In a recent issue of the Tallahassee Democrat, Johanne Deremble, Director of the Alliance Francaise of Tallahassee, complained about a proposal by Florida State Senator Jeremy Ring (SB 468) to allow computer coding to substitute for the foreign language requirements for Bright Futures scholarships and admission to the state’s public universities. She argued that computer coding is not a language with which people communicate with each other, and that therefore computer coding should not be allowed to “count” as a foreign language.
Of course, Deremble’s argument is correct. But the narrow argument over whether computer coding is somehow equivalent to a foreign language is simply a distraction from the broader discussion we should be having about what Florida’s kids learn.
During the discussion of Senator Ring’s bill at the December 3 meeting of the Senate PreK-12 Committee, the committee’s ranking Democrat (and my Senator, I am very glad to say), Bill Montford, pointed out the broader issue, saying “If we are offering the same number of hours a day and we require something else, something is going to fall out.” If the Legislature asks the schools to emphasize computer coding and deemphasize foreign language (as SB 468 does), then there will be less foreign language taught in the schools. If the Legislature does not target foreign language for deemphasis, then something else will be deemphasized.
Ring pointed out that school offerings are already evolving. His own kids are taking Mandarin Chinese, which is obviously of increasing importance. The presence of Mandarin in the program at their school is probably crowding out Latin or French. And it is arguable that it should.
Should way more students be taking computer coding classes, including AP Computer Science? The answer is clear: Yes. Calculus? Yes. Physics? Yes, again. How about Statistics? Oh yes.

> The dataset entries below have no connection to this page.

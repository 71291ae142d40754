use mealplanner_shared::{mealplan::WeekKey, store::ShoppingStore};

use crate::CheckState;

impl<S: ShoppingStore> super::Command<S> {
    /// Unchecks every entry of the week.
    pub async fn reset(&self, week: WeekKey) -> mealplanner_shared::Result<()> {
        let mut cache = self.cache.lock().await;
        let plan = self.load(week).await?;
        if plan.checked_items.is_empty() {
            return Ok(());
        }

        self.save_check_state(&plan, &CheckState::default()).await?;
        cache.remove(&week);

        tracing::info!(plan_id = %plan.id, "shopping checks cleared");

        Ok(())
    }
}
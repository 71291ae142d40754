use mealplanner_shared::{
    Error,
    shopping::NewPermanentItem,
    store::MealPlanStore,
};
use mealplanner_mealplan::WeekCache;
use mealplanner_shopping::{Command, ToggleInput};
use std::sync::Arc;
use tokio::sync::Mutex;

mod helpers;

#[tokio::test]
async fn test_toggle_twice_restores_state() -> anyhow::Result<()> {
    let store = helpers::setup_store(vec![]).await;
    let command = Command::new(store.clone());
    let input = || ToggleInput {
        week: helpers::week(),
        key: "produce_Tomato".to_owned(),
    };

    assert!(command.toggle(input()).await?);
    assert!(!command.toggle(input()).await?);

    let plan = store.get_meal_plan_for_week(helpers::week()).await?.unwrap();
    assert!(plan.checked_items.is_empty());

    Ok(())
}

#[tokio::test]
async fn test_reset_clears_every_check() -> anyhow::Result<()> {
    let store = helpers::setup_store(vec![]).await;
    let command = Command::new(store.clone());

    for key in ["produce_Tomato", "pantry_Rice"] {
        command
            .toggle(ToggleInput {
                week: helpers::week(),
                key: key.to_owned(),
            })
            .await?;
    }

    command.reset(helpers::week()).await?;

    let plan = store.get_meal_plan_for_week(helpers::week()).await?.unwrap();
    assert!(plan.checked_items.is_empty());

    Ok(())
}

#[tokio::test]
async fn test_add_permanent_item_validates_name() -> anyhow::Result<()> {
    let store = helpers::setup_store(vec![]).await;
    let command = Command::new(store);

    let result = command
        .add_permanent_item(
            helpers::week(),
            NewPermanentItem {
                name: "   ".to_owned(),
                ..Default::default()
            },
        )
        .await;
    assert!(matches!(result, Err(Error::Validate(_))));

    let result = command
        .add_permanent_item(
            helpers::week(),
            NewPermanentItem {
                name: "Flour".to_owned(),
                quantity: Some(f64::INFINITY),
                ..Default::default()
            },
        )
        .await;
    assert!(matches!(result, Err(Error::Validate(_))));
    assert!(command.load(helpers::week()).await?.permanent_items.is_empty());

    let item = command
        .add_permanent_item(
            helpers::week(),
            NewPermanentItem {
                name: "Coffee".to_owned(),
                quantity: Some(2.0),
                unit: Some("piece".to_owned()),
                ..Default::default()
            },
        )
        .await?;
    assert_eq!(item.category, "Other");
    assert!(item.id.starts_with("permanent_"));

    Ok(())
}

#[tokio::test]
async fn test_delete_permanent_item_clears_its_check() -> anyhow::Result<()> {
    let store = helpers::setup_store(vec![]).await;
    let command = Command::new(store.clone());

    let item = command
        .add_permanent_item(
            helpers::week(),
            NewPermanentItem {
                name: "Paper towels".to_owned(),
                ..Default::default()
            },
        )
        .await?;
    command
        .toggle(ToggleInput {
            week: helpers::week(),
            key: item.id.to_owned(),
        })
        .await?;

    command.delete_permanent_item(helpers::week(), &item.id).await?;

    let plan = store.get_meal_plan_for_week(helpers::week()).await?.unwrap();
    assert!(plan.permanent_items.is_empty());
    assert!(!plan.checked_items.contains_key(&item.id));

    let again = command.delete_permanent_item(helpers::week(), &item.id).await;
    assert!(matches!(again, Err(Error::NotFound(_))));

    Ok(())
}

#[tokio::test]
async fn test_actions_on_unknown_week_fail() {
    let store = helpers::setup_store(vec![]).await;
    let command = Command::new(store);

    let result = command.reset(helpers::week().navigate(2)).await;
    assert!(matches!(result, Err(Error::NotFound(_))));
}

#[tokio::test]
async fn test_writes_refresh_the_shared_week_cache() -> anyhow::Result<()> {
    let store = helpers::setup_store(vec![]).await;
    let cache = Arc::new(Mutex::new(WeekCache::default()));
    let planning =
        mealplanner_mealplan::Command::with_cache(store.clone(), helpers::HOUSEHOLD, cache.clone());
    let command = Command::with_cache(store, cache.clone());

    let plan = planning.load(helpers::week()).await?;
    assert!(plan.checked_items.is_empty());
    assert!(cache.lock().await.contains(&helpers::week()));

    command
        .toggle(ToggleInput {
            week: helpers::week(),
            key: "produce_Tomato".to_owned(),
        })
        .await?;
    assert!(!cache.lock().await.contains(&helpers::week()));

    let plan = planning.load(helpers::week()).await?;
    assert_eq!(plan.checked_items.get("produce_Tomato"), Some(&true));

    let item = command
        .add_permanent_item(
            helpers::week(),
            NewPermanentItem {
                name: "Coffee".to_owned(),
                ..Default::default()
            },
        )
        .await?;
    let plan = planning.load(helpers::week()).await?;
    assert_eq!(plan.permanent_items, vec![item.clone()]);

    command.delete_permanent_item(helpers::week(), &item.id).await?;
    command.reset(helpers::week()).await?;
    let plan = planning.load(helpers::week()).await?;
    assert!(plan.permanent_items.is_empty());
    assert!(plan.checked_items.is_empty());

    Ok(())
}
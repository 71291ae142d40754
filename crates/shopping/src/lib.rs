mod aggregation;
mod check_state;
mod list;

pub mod units;

pub use aggregation::*;
pub use check_state::*;
pub use list::*;

cfg_if::cfg_if! {
    if #[cfg(feature = "full")] {
        mod command;
        mod query;

        pub use command::*;
        pub use query::*;
    }
}
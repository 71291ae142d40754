use config::{Config as ConfigBuilder, ConfigError, Environment, File};
use serde::Deserialize;
use std::env;

#[derive(Debug, Deserialize, Clone)]
pub struct Config {
    pub household: HouseholdConfig,
    #[serde(default)]
    pub store: StoreConfig,
    #[serde(default)]
    pub planning: PlanningConfig,
    #[serde(default)]
    pub observability: ObservabilityConfig,
}

#[derive(Debug, Deserialize, Clone)]
pub struct HouseholdConfig {
    pub id: String,
}

#[derive(Debug, Deserialize, Clone)]
pub struct StoreConfig {
    /// JSON document holding recipes and week plans
    #[serde(default = "default_store_path")]
    pub path: String,
}

impl Default for StoreConfig {
    fn default() -> Self {
        Self {
            path: default_store_path(),
        }
    }
}

fn default_store_path() -> String {
    "mealplanner.json".to_string()
}

#[derive(Debug, Deserialize, Clone)]
pub struct PlanningConfig {
    /// IANA name used to decide what "today" is
    #[serde(default = "default_timezone")]
    pub timezone: String,
    #[serde(default = "default_cache_capacity")]
    pub cache_capacity: usize,
}

impl Default for PlanningConfig {
    fn default() -> Self {
        Self {
            timezone: default_timezone(),
            cache_capacity: default_cache_capacity(),
        }
    }
}

fn default_timezone() -> String {
    "UTC".to_string()
}

fn default_cache_capacity() -> usize {
    mealplanner_mealplan::DEFAULT_CACHE_CAPACITY
}

#[derive(Debug, Deserialize, Clone)]
pub struct ObservabilityConfig {
    #[serde(default = "default_log_level")]
    pub log_level: String,
}

impl Default for ObservabilityConfig {
    fn default() -> Self {
        Self {
            log_level: default_log_level(),
        }
    }
}

fn default_log_level() -> String {
    "info".to_string()
}

impl Config {
    /// Load configuration from file and environment variables
    ///
    /// Priority (highest to lowest):
    /// 1. Environment variables (MEALPLANNER__HOUSEHOLD__ID, etc.)
    /// 2. Config file specified by path, `CONFIG_PATH` or `config/default.toml`
    /// 3. Hardcoded defaults
    pub fn load(config_path: Option<String>) -> Result<Self, ConfigError> {
        let mut builder = ConfigBuilder::builder();

        builder = builder
            .set_default("household.id", "default")?
            .set_default("store.path", default_store_path())?
            .set_default("planning.timezone", default_timezone())?
            .set_default("planning.cache_capacity", default_cache_capacity() as u64)?
            .set_default("observability.log_level", default_log_level())?;

        let config_file_path = config_path
            .or_else(|| env::var("CONFIG_PATH").ok())
            .unwrap_or_else(|| "config/default.toml".to_string());

        // optional, ignored when missing
        if std::path::Path::new(&config_file_path).exists() {
            builder = builder.add_source(File::with_name(&config_file_path));
        }

        builder = builder.add_source(
            Environment::with_prefix("MEALPLANNER")
                .separator("__")
                .try_parsing(true),
        );

        builder.build()?.try_deserialize()
    }

    pub fn validate(&self) -> Result<(), String> {
        if self.household.id.trim().is_empty() {
            return Err("Household id must not be empty".to_string());
        }
        if self.household.id.contains('/') {
            return Err("Household id must not contain '/'".to_string());
        }
        if self.store.path.trim().is_empty() {
            return Err("Store path must not be empty".to_string());
        }
        if self.planning.cache_capacity < 1 {
            return Err("Planning cache_capacity must be at least 1".to_string());
        }
        Ok(())
    }
}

But does that mean we should stop teaching calculus in high schools to make room for computer programming and statistics, as Johns Hopkins professor and Forbes contributor Steven Salzberg suggested in 2014? No, no, no.
But if we are increasing the emphasis on computer coding, calculus, physics and statistics, and if we are not, as Senator Montford pointed out, increasing the number of hours in the school day or the number of teachers we are willing to pay for, then something else will be deemphasized or maybe even fall right out of the schools’ instructional programs. Should it be French? Maybe. AICE divinity classes? IB film studies classes? Those might be easier to dismiss than French. How about Junior ROTC? Band? Drama? Music theory? Psychology?

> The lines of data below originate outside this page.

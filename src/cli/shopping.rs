use anyhow::Result;
use mealplanner_shared::shopping::NewPermanentItem;
use mealplanner_shopping::{Query, ToggleInput};

use super::Context;

#[tracing::instrument(skip(context))]
pub async fn list(context: &Context) -> Result<()> {
    let list = Query::new(context.store.clone())
        .list(context.week, context.today)
        .await?;

    print!("{}", mealplanner::render::shopping_list(&list));

    Ok(())
}

#[tracing::instrument(skip(context))]
pub async fn toggle(context: &Context, key: String) -> Result<()> {
    context.planning.load(context.week).await?;

    let checked = context
        .shopping
        .toggle(ToggleInput {
            week: context.week,
            key: key.to_owned(),
        })
        .await?;

    println!("{key}: {}", if checked { "checked" } else { "unchecked" });

    Ok(())
}

#[tracing::instrument(skip(context))]
pub async fn clear_checks(context: &Context) -> Result<()> {
    context.planning.load(context.week).await?;
    context.shopping.reset(context.week).await?;

    Ok(())
}

#[tracing::instrument(skip(context))]
pub async fn add_item(
    context: &Context,
    name: String,
    category: Option<String>,
    quantity: Option<f64>,
    unit: Option<String>,
) -> Result<()> {
    context.planning.load(context.week).await?;

    let item = context
        .shopping
        .add_permanent_item(
            context.week,
            NewPermanentItem {
                name,
                category,
                quantity,
                unit,
            },
        )
        .await?;

    println!("{}", item.id);

    Ok(())
}

#[tracing::instrument(skip(context))]
pub async fn delete_item(context: &Context, id: String) -> Result<()> {
    context
        .shopping
        .delete_permanent_item(context.week, &id)
        .await?;

    Ok(())
}
mod cache;
mod calendar;
mod horizon;

pub use cache::*;
pub use calendar::*;
pub use horizon::*;

cfg_if::cfg_if! {
    if #[cfg(feature = "full")] {
        mod command;
        mod service;

        pub use command::*;
        pub use service::*;
    }
}
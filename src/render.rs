//! Plain-text rendering of the command outputs.

use mealplanner_mealplan::WeekDay;
use mealplanner_shared::mealplan::{SlotId, SlotType, WeekPlan};
use mealplanner_shopping::{ShoppingList, units::registry};
use std::fmt::Write;
use strum::VariantArray;

pub fn shopping_list(list: &ShoppingList) -> String {
    if list.is_empty() {
        return "Nothing to buy.\n".to_owned();
    }

    let mut out = String::new();
    let _ = writeln!(
        out,
        "{} items, {} checked",
        list.total_items(),
        list.checked_count()
    );

    for group in &list.categories {
        let _ = writeln!(out, "\n{}", group.category);

        for entry in &group.items {
            let mark = if entry.checked { "x" } else { " " };
            let _ = write!(out, "  [{mark}] {}", entry.name);

            let quantity = entry.display_quantity();
            if !quantity.is_empty() {
                let _ = write!(out, ": {quantity}");
            }

            if !entry.from_recipes.is_empty() {
                let _ = write!(out, " ({})", entry.from_recipes.join(", "));
            }

            let _ = writeln!(out, "  <{}>", entry.key);
        }
    }

    out
}

pub fn week_plan(plan: &WeekPlan, days: &[WeekDay]) -> String {
    let mut out = String::new();
    let _ = writeln!(
        out,
        "{} ({} to {})",
        plan.week, plan.start_date, plan.end_date
    );

    for day in days {
        let past = if day.is_past { " (past)" } else { "" };
        let _ = writeln!(out, "\n{} {}{past}", day.day, day.date);

        for slot in SlotType::VARIANTS {
            let id = SlotId::new(day.day, *slot);
            let meal = plan
                .meals
                .get(&id)
                .map(|meal| {
                    let multi = meal
                        .multi_day()
                        .and_then(|members| {
                            let pos = members.iter().position(|member| *member == id)?;
                            Some(format!(" [multi-day {}/{}]", pos + 1, members.len()))
                        })
                        .or_else(|| meal.is_multi_day().then(|| " [multi-day]".to_owned()))
                        .unwrap_or_default();
                    format!("{} x{}{multi}", meal.name(), meal.servings())
                })
                .unwrap_or_else(|| "-".to_owned());

            let _ = writeln!(out, "  {slot:<6} {meal}");
        }
    }

    if !plan.extras.is_empty() {
        let _ = writeln!(out, "\nextras");
        for extra in &plan.extras {
            let _ = writeln!(
                out,
                "  {} x{}  <{}>",
                extra.meal.name(),
                extra.meal.servings(),
                extra.id
            );
        }
    }

    out
}

pub fn units() -> String {
    let mut out = String::new();

    for (category, units) in registry().units_by_category() {
        let _ = writeln!(out, "{category}");
        for unit in units {
            let base = match unit.base_unit {
                Some(base) => format!("= {} {}", unit.factor, base),
                None => "not convertible".to_owned(),
            };
            let _ = writeln!(out, "  {:<16} {:<12} {base}", unit.id, unit.label);
        }
    }

    out
}
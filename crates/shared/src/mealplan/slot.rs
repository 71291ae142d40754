use serde::{Deserialize, Deserializer, Serialize, Serializer};
use std::{fmt, str::FromStr};
use strum::{AsRefStr, Display, EnumString, VariantArray};

#[derive(
    EnumString,
    Display,
    AsRefStr,
    VariantArray,
    Serialize,
    Clone,
    Copy,
    Debug,
    PartialEq,
    Eq,
    PartialOrd,
    Ord,
    Hash,
)]
#[strum(serialize_all = "lowercase")]
#[serde(rename_all = "lowercase")]
pub enum DayKey {
    Monday,
    Tuesday,
    Wednesday,
    Thursday,
    Friday,
    Saturday,
    Sunday,
}

impl DayKey {
    /// Days elapsed since the Monday that starts the week.
    pub fn offset(&self) -> i64 {
        match self {
            DayKey::Monday => 0,
            DayKey::Tuesday => 1,
            DayKey::Wednesday => 2,
            DayKey::Thursday => 3,
            DayKey::Friday => 4,
            DayKey::Saturday => 5,
            DayKey::Sunday => 6,
        }
    }
}

impl From<time::Weekday> for DayKey {
    fn from(value: time::Weekday) -> Self {
        match value {
            time::Weekday::Monday => DayKey::Monday,
            time::Weekday::Tuesday => DayKey::Tuesday,
            time::Weekday::Wednesday => DayKey::Wednesday,
            time::Weekday::Thursday => DayKey::Thursday,
            time::Weekday::Friday => DayKey::Friday,
            time::Weekday::Saturday => DayKey::Saturday,
            time::Weekday::Sunday => DayKey::Sunday,
        }
    }
}

#[derive(
    EnumString,
    Display,
    AsRefStr,
    VariantArray,
    Serialize,
    Clone,
    Copy,
    Debug,
    PartialEq,
    Eq,
    PartialOrd,
    Ord,
    Hash,
)]
#[strum(serialize_all = "lowercase")]
#[serde(rename_all = "lowercase")]
pub enum SlotType {
    Lunch,
    Dinner,
}

/// Calendar cell of a week plan, written `"{day}_{slot}"` (e.g. `wednesday_dinner`).
///
/// Ordering follows the calendar: monday lunch, monday dinner, tuesday lunch...
#[derive(Clone, Copy, Debug, PartialEq, Eq, PartialOrd, Ord, Hash)]
pub struct SlotId {
    pub day: DayKey,
    pub slot: SlotType,
}

impl SlotId {
    pub fn new(day: DayKey, slot: SlotType) -> Self {
        Self { day, slot }
    }

    /// All fourteen slots of a week in calendar order.
    pub fn all() -> impl Iterator<Item = SlotId> {
        DayKey::VARIANTS.iter().flat_map(|day| {
            SlotType::VARIANTS
                .iter()
                .map(move |slot| SlotId::new(*day, *slot))
        })
    }
}

impl fmt::Display for SlotId {
    fn fmt(&self, f: &mut fmt::Formatter<'_>) -> fmt::Result {
        write!(f, "{}_{}", self.day, self.slot)
    }
}

#[derive(Debug, thiserror::Error, PartialEq)]
#[error("invalid slot id '{0}'")]
pub struct ParseSlotIdError(String);

impl FromStr for SlotId {
    type Err = ParseSlotIdError;

    fn from_str(s: &str) -> Result<Self, Self::Err> {
        let Some((day, slot)) = s.split_once('_') else {
            return Err(ParseSlotIdError(s.to_owned()));
        };

        let day = DayKey::from_str(day).map_err(|_| ParseSlotIdError(s.to_owned()))?;
        let slot = SlotType::from_str(slot).map_err(|_| ParseSlotIdError(s.to_owned()))?;

        Ok(Self { day, slot })
    }
}

impl Serialize for SlotId {
    fn serialize<S: Serializer>(&self, serializer: S) -> Result<S::Ok, S::Error> {
        serializer.collect_str(self)
    }
}

impl<'de> Deserialize<'de> for SlotId {
    fn deserialize<D: Deserializer<'de>>(deserializer: D) -> Result<Self, D::Error> {
        let value = String::deserialize(deserializer)?;
        value.parse().map_err(serde::de::Error::custom)
    }
}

This is a serious discussion we need to have, but we seem to be allergic to it. Senator Ring is right in saying we should do more to coax more students into learning computer coding in our K-12 schools. But using such an argument to target foreign language for deemphasis (or math or science for deemphasis as has been done in other states) just gives us an excuse for avoiding the broad discussion about resetting our schools’ priorities that we desperately need to have.